** PROBLEM **
Please figure out how many lines in the material contain "which", and give only that number.
*** EXERCISE INPUTS ***
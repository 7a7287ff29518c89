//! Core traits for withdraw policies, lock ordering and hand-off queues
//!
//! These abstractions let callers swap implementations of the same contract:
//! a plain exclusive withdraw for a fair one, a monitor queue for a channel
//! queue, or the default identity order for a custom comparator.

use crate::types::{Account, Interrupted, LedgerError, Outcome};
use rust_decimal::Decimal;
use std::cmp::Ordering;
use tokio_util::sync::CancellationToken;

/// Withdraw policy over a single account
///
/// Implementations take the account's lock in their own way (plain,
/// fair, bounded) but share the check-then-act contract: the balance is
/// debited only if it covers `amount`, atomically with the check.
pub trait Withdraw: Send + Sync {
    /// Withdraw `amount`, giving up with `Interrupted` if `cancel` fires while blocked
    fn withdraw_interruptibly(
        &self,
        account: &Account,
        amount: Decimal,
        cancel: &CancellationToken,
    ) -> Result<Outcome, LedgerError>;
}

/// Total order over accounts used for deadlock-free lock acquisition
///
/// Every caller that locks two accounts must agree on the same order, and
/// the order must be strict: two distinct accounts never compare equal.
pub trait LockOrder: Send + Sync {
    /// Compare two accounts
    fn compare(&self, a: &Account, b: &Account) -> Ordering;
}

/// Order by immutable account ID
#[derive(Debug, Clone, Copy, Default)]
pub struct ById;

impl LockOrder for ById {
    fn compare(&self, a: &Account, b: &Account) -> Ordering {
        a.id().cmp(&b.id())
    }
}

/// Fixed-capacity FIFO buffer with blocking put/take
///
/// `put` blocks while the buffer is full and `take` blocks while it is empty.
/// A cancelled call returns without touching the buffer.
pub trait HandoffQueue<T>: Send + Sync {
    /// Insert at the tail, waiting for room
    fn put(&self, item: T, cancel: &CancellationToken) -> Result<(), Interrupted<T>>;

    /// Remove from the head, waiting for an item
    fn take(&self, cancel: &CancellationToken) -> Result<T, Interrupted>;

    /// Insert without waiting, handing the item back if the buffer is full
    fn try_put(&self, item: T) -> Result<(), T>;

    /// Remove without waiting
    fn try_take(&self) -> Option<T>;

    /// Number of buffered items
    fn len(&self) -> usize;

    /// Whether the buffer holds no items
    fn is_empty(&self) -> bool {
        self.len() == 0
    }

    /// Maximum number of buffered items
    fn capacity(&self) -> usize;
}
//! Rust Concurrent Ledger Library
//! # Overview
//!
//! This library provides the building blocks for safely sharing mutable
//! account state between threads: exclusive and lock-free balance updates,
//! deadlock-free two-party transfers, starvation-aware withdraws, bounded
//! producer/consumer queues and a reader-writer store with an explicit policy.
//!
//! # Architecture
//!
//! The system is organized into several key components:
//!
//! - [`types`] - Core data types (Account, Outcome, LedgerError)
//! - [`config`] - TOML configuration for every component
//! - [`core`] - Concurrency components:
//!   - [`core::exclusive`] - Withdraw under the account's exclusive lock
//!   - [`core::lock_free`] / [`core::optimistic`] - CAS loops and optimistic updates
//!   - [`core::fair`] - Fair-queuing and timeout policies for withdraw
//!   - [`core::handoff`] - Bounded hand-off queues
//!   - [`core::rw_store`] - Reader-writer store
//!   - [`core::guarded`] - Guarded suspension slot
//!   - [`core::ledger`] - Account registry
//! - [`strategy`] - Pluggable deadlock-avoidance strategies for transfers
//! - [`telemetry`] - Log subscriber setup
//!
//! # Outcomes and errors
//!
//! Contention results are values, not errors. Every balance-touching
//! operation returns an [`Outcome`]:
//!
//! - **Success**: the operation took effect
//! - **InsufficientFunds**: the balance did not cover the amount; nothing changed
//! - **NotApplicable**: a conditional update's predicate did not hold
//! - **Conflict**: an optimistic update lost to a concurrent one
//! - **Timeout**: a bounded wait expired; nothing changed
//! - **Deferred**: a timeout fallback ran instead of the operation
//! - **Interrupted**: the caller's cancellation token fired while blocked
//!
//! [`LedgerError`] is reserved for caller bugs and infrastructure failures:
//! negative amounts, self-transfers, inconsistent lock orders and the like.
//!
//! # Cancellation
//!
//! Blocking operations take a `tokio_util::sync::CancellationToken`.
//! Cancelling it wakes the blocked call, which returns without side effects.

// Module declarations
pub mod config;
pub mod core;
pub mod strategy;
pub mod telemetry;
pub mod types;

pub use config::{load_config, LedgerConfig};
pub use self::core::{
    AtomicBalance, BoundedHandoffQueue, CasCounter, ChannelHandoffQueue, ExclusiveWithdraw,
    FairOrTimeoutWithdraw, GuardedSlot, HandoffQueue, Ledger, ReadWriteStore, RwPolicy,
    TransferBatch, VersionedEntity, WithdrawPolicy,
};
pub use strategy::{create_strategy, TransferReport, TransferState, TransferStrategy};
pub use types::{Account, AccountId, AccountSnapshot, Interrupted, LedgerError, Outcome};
*** End of EXERCISE INPUTS ***
*** EXERCISE INPUTS ***
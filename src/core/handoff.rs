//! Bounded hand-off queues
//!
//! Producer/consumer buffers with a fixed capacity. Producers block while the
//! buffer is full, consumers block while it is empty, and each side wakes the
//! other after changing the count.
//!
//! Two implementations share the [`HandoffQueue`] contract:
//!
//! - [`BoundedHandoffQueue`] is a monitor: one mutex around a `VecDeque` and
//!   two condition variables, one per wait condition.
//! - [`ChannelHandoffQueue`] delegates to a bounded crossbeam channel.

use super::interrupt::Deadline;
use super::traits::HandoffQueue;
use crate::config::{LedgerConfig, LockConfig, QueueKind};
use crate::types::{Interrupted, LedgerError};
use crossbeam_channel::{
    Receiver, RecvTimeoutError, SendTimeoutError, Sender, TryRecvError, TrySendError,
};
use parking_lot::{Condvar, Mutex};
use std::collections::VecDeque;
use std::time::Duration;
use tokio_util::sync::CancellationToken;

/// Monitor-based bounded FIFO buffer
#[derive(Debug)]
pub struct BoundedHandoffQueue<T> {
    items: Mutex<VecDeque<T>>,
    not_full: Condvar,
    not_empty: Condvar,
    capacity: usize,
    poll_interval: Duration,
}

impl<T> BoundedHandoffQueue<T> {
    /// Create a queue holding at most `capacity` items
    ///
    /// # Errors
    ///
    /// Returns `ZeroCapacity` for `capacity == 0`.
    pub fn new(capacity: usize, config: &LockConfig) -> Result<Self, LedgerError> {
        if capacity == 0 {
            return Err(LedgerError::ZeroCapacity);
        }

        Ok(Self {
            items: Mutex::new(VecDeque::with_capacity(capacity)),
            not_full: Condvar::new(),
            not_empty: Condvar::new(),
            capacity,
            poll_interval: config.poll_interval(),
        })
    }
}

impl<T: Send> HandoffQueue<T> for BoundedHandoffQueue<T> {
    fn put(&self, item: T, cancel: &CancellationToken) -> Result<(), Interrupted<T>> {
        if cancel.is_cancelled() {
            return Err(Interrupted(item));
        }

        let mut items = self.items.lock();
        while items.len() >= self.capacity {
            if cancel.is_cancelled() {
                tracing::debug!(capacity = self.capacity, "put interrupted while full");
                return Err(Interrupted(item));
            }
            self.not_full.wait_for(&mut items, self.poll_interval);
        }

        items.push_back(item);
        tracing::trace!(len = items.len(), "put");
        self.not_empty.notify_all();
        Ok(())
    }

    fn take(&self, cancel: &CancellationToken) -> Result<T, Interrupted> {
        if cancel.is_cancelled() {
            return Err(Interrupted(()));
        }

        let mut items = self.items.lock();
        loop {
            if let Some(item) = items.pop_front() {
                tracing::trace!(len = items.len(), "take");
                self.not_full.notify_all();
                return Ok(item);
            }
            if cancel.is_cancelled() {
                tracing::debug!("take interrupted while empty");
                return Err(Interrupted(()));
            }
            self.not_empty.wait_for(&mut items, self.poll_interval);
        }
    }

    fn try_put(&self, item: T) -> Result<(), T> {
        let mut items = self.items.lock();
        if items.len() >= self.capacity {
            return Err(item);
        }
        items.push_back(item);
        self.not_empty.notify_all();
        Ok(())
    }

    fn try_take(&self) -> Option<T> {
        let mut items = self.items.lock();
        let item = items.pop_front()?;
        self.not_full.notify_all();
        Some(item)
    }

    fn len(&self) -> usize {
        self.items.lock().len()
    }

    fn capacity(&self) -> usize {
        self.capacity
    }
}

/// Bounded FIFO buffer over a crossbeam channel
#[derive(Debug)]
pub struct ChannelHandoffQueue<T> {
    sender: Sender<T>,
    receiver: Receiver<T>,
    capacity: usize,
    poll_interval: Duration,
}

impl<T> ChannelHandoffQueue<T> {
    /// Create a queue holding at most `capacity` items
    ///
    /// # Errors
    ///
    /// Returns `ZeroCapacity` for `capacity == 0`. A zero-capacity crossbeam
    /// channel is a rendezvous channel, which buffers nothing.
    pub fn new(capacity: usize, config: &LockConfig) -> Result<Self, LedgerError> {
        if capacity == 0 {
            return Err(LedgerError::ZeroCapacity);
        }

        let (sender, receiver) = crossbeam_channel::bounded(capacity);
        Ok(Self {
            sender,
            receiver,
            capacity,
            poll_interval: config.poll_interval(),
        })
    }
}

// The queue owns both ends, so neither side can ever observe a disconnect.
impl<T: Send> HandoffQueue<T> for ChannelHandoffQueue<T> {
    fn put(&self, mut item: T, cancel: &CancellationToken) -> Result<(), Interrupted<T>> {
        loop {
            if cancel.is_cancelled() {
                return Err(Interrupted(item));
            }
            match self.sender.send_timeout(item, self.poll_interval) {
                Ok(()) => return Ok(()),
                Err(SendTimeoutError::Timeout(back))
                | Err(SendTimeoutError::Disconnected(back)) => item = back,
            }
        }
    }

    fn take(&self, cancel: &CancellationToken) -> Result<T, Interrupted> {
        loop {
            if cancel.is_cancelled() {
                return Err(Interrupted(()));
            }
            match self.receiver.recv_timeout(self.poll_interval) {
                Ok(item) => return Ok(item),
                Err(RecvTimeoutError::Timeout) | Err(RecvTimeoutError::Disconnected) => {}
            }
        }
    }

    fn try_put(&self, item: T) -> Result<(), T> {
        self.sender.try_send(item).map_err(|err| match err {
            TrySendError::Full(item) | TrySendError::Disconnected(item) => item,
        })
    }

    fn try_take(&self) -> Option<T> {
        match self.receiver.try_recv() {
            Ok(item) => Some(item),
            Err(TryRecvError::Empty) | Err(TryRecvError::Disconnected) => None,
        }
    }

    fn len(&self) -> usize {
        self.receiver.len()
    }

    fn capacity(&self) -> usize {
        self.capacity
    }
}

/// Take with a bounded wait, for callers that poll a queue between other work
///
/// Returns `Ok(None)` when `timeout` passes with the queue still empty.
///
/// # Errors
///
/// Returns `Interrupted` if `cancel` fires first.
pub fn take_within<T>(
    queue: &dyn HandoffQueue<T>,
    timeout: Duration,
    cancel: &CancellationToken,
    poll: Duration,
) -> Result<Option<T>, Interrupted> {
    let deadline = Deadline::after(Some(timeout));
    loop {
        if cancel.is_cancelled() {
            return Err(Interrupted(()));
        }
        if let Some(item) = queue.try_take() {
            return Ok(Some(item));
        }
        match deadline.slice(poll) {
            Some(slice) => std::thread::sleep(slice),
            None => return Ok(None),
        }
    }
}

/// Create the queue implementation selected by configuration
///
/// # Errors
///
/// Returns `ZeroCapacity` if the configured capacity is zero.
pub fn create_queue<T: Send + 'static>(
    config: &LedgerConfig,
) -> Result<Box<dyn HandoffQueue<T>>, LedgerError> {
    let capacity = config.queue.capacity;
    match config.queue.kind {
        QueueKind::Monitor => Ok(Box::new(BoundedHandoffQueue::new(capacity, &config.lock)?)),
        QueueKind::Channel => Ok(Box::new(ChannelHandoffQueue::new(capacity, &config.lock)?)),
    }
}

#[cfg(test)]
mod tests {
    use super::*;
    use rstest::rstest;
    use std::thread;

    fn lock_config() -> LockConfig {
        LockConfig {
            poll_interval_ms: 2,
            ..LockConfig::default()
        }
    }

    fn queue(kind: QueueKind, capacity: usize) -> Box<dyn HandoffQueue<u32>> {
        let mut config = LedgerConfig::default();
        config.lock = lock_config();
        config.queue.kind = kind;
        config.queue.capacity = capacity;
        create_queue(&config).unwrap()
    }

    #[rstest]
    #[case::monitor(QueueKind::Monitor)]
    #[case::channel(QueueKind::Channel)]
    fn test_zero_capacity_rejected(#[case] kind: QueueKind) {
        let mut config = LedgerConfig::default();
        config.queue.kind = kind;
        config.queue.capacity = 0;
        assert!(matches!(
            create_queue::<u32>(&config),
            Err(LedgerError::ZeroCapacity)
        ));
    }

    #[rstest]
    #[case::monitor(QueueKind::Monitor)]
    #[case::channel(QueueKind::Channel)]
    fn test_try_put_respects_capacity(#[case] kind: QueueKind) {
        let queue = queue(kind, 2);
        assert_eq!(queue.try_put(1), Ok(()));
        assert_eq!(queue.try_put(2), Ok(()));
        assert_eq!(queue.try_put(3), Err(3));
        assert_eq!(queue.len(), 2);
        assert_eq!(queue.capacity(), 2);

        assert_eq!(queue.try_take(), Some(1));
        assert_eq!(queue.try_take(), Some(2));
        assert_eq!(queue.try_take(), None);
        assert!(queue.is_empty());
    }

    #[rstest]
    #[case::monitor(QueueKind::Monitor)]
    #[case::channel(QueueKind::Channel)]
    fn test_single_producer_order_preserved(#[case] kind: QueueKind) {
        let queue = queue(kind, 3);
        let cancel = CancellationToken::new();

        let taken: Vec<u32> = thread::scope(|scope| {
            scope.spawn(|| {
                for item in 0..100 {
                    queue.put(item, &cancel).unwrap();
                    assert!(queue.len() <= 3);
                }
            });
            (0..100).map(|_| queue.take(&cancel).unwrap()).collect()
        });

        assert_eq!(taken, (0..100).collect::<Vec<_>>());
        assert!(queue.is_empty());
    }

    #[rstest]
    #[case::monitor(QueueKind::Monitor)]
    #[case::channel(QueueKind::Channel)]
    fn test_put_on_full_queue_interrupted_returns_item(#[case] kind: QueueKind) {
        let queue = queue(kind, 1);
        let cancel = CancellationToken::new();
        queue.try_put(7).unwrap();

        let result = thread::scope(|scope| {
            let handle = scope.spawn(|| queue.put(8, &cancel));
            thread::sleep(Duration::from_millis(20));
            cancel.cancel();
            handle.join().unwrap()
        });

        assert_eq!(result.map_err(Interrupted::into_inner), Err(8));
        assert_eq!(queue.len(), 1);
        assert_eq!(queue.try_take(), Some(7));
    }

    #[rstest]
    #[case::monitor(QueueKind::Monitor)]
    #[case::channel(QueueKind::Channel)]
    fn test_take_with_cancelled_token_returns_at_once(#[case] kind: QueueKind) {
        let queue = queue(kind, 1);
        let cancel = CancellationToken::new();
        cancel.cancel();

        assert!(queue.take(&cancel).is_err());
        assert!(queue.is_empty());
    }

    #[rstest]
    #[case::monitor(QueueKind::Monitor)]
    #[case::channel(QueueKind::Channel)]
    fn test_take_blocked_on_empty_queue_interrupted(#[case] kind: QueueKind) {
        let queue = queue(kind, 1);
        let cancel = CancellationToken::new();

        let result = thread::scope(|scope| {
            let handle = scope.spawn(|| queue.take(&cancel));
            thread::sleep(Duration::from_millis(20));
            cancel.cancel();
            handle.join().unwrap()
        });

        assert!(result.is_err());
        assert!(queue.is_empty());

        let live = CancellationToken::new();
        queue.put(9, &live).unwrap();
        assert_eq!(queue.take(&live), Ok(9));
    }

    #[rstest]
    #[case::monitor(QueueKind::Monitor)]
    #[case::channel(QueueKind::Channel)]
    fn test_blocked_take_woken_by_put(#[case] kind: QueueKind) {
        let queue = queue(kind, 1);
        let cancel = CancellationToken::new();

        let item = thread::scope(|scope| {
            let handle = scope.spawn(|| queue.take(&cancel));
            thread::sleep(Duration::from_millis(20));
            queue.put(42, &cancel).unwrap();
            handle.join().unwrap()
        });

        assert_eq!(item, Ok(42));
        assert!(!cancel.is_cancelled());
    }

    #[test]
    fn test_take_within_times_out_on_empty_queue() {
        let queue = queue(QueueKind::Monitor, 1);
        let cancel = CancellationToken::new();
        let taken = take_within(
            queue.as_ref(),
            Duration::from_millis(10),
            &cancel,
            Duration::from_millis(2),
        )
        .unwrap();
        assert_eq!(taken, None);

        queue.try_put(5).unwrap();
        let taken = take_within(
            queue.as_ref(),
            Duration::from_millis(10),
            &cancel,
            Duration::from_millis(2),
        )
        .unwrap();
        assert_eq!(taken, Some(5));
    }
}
*** End of EXERCISE INPUTS ***
*** EXERCISE INPUTS ***
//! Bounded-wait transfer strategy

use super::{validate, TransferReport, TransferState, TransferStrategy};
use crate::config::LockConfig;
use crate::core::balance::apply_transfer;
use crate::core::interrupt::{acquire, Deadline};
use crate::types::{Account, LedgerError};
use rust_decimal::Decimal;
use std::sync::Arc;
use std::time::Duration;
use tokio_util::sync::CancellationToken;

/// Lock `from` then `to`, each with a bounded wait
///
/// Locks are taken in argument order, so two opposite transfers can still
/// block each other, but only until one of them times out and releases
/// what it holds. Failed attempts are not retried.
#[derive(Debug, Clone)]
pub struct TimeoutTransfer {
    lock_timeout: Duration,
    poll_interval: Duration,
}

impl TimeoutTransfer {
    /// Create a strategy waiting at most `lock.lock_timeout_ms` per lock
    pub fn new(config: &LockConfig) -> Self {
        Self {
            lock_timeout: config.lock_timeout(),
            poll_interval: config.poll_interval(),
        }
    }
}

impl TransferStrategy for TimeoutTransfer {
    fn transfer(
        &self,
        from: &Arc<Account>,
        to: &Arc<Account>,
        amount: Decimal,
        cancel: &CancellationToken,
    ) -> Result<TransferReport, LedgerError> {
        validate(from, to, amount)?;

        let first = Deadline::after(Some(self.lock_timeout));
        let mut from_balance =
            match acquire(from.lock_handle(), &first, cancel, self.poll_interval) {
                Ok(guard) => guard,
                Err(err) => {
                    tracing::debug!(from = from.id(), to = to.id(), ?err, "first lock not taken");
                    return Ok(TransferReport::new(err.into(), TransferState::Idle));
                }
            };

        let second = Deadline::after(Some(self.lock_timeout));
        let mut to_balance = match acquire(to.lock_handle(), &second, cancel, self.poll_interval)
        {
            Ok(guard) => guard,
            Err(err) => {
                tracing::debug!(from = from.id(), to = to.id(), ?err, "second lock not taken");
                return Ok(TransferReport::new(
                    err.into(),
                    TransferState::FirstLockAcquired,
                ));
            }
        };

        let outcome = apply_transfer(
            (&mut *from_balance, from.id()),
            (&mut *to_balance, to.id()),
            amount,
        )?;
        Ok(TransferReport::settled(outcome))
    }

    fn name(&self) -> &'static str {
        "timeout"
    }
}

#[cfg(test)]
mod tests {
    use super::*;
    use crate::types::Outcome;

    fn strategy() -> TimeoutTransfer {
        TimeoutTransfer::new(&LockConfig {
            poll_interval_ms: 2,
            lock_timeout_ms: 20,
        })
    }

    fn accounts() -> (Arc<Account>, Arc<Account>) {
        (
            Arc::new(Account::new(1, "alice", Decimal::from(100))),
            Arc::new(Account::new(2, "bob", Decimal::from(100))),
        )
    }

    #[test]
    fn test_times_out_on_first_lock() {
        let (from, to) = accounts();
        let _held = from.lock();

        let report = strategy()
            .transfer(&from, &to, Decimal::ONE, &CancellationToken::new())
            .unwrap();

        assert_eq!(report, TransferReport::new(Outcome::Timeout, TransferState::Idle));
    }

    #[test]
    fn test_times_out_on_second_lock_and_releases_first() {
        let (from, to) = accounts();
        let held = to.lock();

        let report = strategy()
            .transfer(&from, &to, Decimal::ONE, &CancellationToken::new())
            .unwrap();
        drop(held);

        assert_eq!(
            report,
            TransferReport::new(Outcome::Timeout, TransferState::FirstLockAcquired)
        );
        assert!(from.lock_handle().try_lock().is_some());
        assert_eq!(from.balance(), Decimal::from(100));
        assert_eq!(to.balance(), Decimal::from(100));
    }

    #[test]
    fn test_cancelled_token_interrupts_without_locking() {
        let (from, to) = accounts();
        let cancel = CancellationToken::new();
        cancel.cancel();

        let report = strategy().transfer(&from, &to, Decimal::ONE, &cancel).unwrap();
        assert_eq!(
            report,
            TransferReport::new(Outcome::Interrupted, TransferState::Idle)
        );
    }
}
*** End of EXERCISE INPUTS ***
** THE ANSWER **
2